O reconhecimento da categoria patrimônio, em nosso ordenamento jurídico, está em conformidade com a construção da noção de patrimônio comum da humanidade. O recurso patrimonializado é lançado em nome do interesse geral, relevando ora a propriedade privada, ora o domínio público, ora a soberania nacional, ora o regime internacional, no qual deveria ser enfatizada a conservação das opções das gerações futuras, da qualidade do planeta e o acesso equitativo, na geração presente, ao legado obtido das gerações passadas (OST, 1995; PUREZA, 1993).

A defesa e a preservação do meio ambiente representam deveres sob incumbência da sociedade e do Poder Público, voltando-se também às futuras gerações.146 Ao Estado cabe, assim, garantir a segurança da coletividade e lidar, no plano prospectivo, com as ameaças globais, comprometendo-se com a redução dos riscos (AYALA, 2011; LEITE, 2011). Trata-se, com efeito, de reconhecer, na configuração a ser dada ao princípio da solidariedade intergeracional (LEITE, AYALA, 2012) - ou equidade intergeracional - do futuro como elemento hermenêutico, implicando o dever transgeracional capaz de formar vínculos obrigacionais com ele e de instituir-se a comunicação jurídica sobre o risco (CARVALHO, 2008; 2011).

Em relação à gestão dos recursos costeiros - alçados à categoria de patrimônio pela Constituição Federal -, incumbe ao Estado garantir a sua instituição de modo contínuo, atentando-se para o dever jurídico constitucional de realização de avaliações permanentes e, se necessário, para a adoção de correção de rumos, em atenção à efetividade de que se deve revestir uma política pública ambiental. Particularmente, a não instituição de instrumentos que visam à concretização desses objetivos - tais como programas de monitoramento, de fornecimento de informações e relatórios de qualidade - representa grave e clara violação ao dever jurídico/constitucional dirigido ao Estado de garantir a qualidade ambiental às próximas gerações. Tal dever corresponde a uma regra constitucional no sentido atribuído por Ferrajoli (2015; 2012; 2011). Não há lugar, assim, para “ponderações” entre princípios constitucionais.
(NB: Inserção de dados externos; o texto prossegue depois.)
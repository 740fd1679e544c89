//! Accessible node snapshots
//!
//! A node is a detached copy of what the accessibility bus reported at one
//! moment. Providers build them; the rest of the screen reader only reads
//! them.

use super::roles::Role;
use super::states::StateSet;
use serde::{Deserialize, Serialize};
use serde_json::{json, Value};
use std::collections::BTreeMap;

/// Screen rectangle in pixels
#[derive(Debug, Clone, Copy, PartialEq, Eq, Serialize, Deserialize)]
pub struct Bounds {
    pub x: i32,
    pub y: i32,
    pub width: i32,
    pub height: i32,
}

impl Bounds {
    pub fn new(x: i32, y: i32, width: i32, height: i32) -> Self {
        Self { x, y, width, height }
    }

    pub fn center(&self) -> (i32, i32) {
        (self.x + self.width / 2, self.y + self.height / 2)
    }

    pub fn contains(&self, x: i32, y: i32) -> bool {
        x >= self.x && x < self.x + self.width && y >= self.y && y < self.y + self.height
    }
}

/// One element of the accessibility tree
#[derive(Debug, Clone, PartialEq, Serialize, Deserialize)]
pub struct AccessibleNode {
    /// Provider-specific identifier, stable while the element lives
    pub id: String,
    pub role: Role,
    #[serde(default)]
    pub name: String,
    #[serde(default)]
    pub description: String,
    #[serde(default)]
    pub states: StateSet,
    #[serde(default, skip_serializing_if = "Option::is_none")]
    pub text: Option<String>,
    #[serde(default, skip_serializing_if = "Vec::is_empty")]
    pub actions: Vec<String>,
    #[serde(default, skip_serializing_if = "Option::is_none")]
    pub bounds: Option<Bounds>,
    #[serde(default, skip_serializing_if = "BTreeMap::is_empty")]
    pub attributes: BTreeMap<String, String>,
    #[serde(default, skip_serializing_if = "Vec::is_empty")]
    pub children: Vec<AccessibleNode>,
}

impl AccessibleNode {
    pub fn new(id: impl Into<String>, role: Role, name: impl Into<String>) -> Self {
        Self {
            id: id.into(),
            role,
            name: name.into(),
            description: String::new(),
            states: StateSet::empty(),
            text: None,
            actions: Vec::new(),
            bounds: None,
            attributes: BTreeMap::new(),
            children: Vec::new(),
        }
    }

    pub fn with_states(mut self, states: StateSet) -> Self {
        self.states = states;
        self
    }

    pub fn with_bounds(mut self, bounds: Bounds) -> Self {
        self.bounds = Some(bounds);
        self
    }

    pub fn with_child(mut self, child: AccessibleNode) -> Self {
        self.children.push(child);
        self
    }

    pub fn is_focused(&self) -> bool {
        self.states.contains(StateSet::FOCUSED)
    }

    /// Visible and actually on screen
    pub fn is_visible(&self) -> bool {
        self.states.contains(StateSet::VISIBLE | StateSet::SHOWING)
    }

    pub fn is_enabled(&self) -> bool {
        self.states.intersects(StateSet::ENABLED | StateSet::SENSITIVE)
    }

    /// Text content, empty when the node exposes none
    pub fn get_text(&self) -> &str {
        self.text.as_deref().unwrap_or("")
    }

    pub fn actions(&self) -> &[String] {
        &self.actions
    }

    /// Depth-first, pre-order traversal starting at this node
    pub fn walk(&self) -> Walk<'_> {
        Walk { stack: vec![self] }
    }

    /// Deepest focused node in this subtree
    pub fn find_focused(&self) -> Option<&AccessibleNode> {
        self.walk().filter(|n| n.is_focused()).last()
    }

    pub fn find_by_role(&self, role: &Role) -> Vec<&AccessibleNode> {
        self.walk().filter(|n| &n.role == role).collect()
    }

    /// First node whose name matches, ignoring case
    pub fn find_by_name(&self, name: &str) -> Option<&AccessibleNode> {
        let wanted = name.to_lowercase();
        self.walk().find(|n| n.name.to_lowercase() == wanted)
    }

    pub fn find_by_id(&self, id: &str) -> Option<&AccessibleNode> {
        self.walk().find(|n| n.id == id)
    }

    pub fn find_by_id_mut(&mut self, id: &str) -> Option<&mut AccessibleNode> {
        if self.id == id {
            return Some(self);
        }
        self.children.iter_mut().find_map(|c| c.find_by_id_mut(id))
    }

    /// Nodes from this one down to `id`, both included
    pub fn path_to(&self, id: &str) -> Option<Vec<&AccessibleNode>> {
        if self.id == id {
            return Some(vec![self]);
        }
        for child in &self.children {
            if let Some(mut path) = child.path_to(id) {
                path.insert(0, self);
                return Some(path);
            }
        }
        None
    }

    /// Summary used by the "status of focus" command and debug dumps
    pub fn element_info(&self) -> Value {
        json!({
            "id": self.id,
            "name": self.name,
            "role": self.role.atspi_name(),
            "description": self.description,
            "states": self.states.names(),
            "text": self.get_text(),
            "actions": self.actions,
            "children": self.children.iter().map(|c| c.name.as_str()).collect::<Vec<_>>(),
        })
    }
}

/// Pre-order iterator over a node tree
pub struct Walk<'a> {
    stack: Vec<&'a AccessibleNode>,
}

impl<'a> Iterator for Walk<'a> {
    type Item = &'a AccessibleNode;

    fn next(&mut self) -> Option<Self::Item> {
        let node = self.stack.pop()?;
        self.stack.extend(node.children.iter().rev());
        Some(node)
    }
}

/// A running application as listed on the desktop
#[derive(Debug, Clone, PartialEq, Serialize, Deserialize)]
pub struct ApplicationInfo {
    pub name: String,
    pub pid: Option<u32>,
    pub role: String,
    pub description: String,
}

impl ApplicationInfo {
    /// Describe an application node; the pid comes from its `pid` attribute
    pub fn from_node(node: &AccessibleNode) -> Self {
        Self {
            name: node.name.clone(),
            pid: node.attributes.get("pid").and_then(|p| p.parse().ok()),
            role: node.role.atspi_name().to_string(),
            description: node.description.clone(),
        }
    }
}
Nesses casos o que existe é o dever de aplicar a regra que decorre dos preceitos insertos nos artigos 225, caput e §4º, 216 e 216-A da CF/88. Não é defensável a instituição de um programa de gestão do patrimônio ambiental por meio da fixação de um instrumento único e definitivo (no caso o zoneamento ambiental), sem que fique caracterizada mínima disposição em modificar substancialmente as ações efetivadas diante de graves incorreções eventualmente verificadas. A definitividade e a rigidez parecem configurar, à luz do enfoque sistêmico-complexo, características inconciliáveis com a gravidade dos dilemas sociais com os quais nos deparamos nesse início de século.

A consideração das incertezas constitutivas da sociedade complexa global e as proporções que estão tomando a crise socioambiental em nível planetário reforçam essa preocupação. Na análise dos fenômenos, parece não haver mais lugar para uma perspectiva teórica redutora em detrimento do reconhecimento de que há inter-relações entre a realidade estudada e o seu contexto, com mútua dependência das funções que cumprem os elementos dentro do sistema total (GARCIA, 1994). Essa perspectiva ressalta a característica da flexibilidade que deveria marcar as escolhas da sociedade na gestão de sistemas socioambientais. O regime tradicional de gestão tecnocrática dos ecossistemas parece não favorecer a absorção dessa concepção.

No entanto, para além do realce que se possa conferir à disciplina constitucional da patrimonialização dos recursos costeiros - e do dever correlacionado de preservação ambiental em benefício das próximas gerações -, a problemática aqui estudada relaciona-se com a imagem homem-natureza

predominante e com os bloqueios existentes para que se estabeleça e se fortaleça a parceria sociedade/Estado em prol da criação de uma consciência patrimonial entre os atores sociais implicados.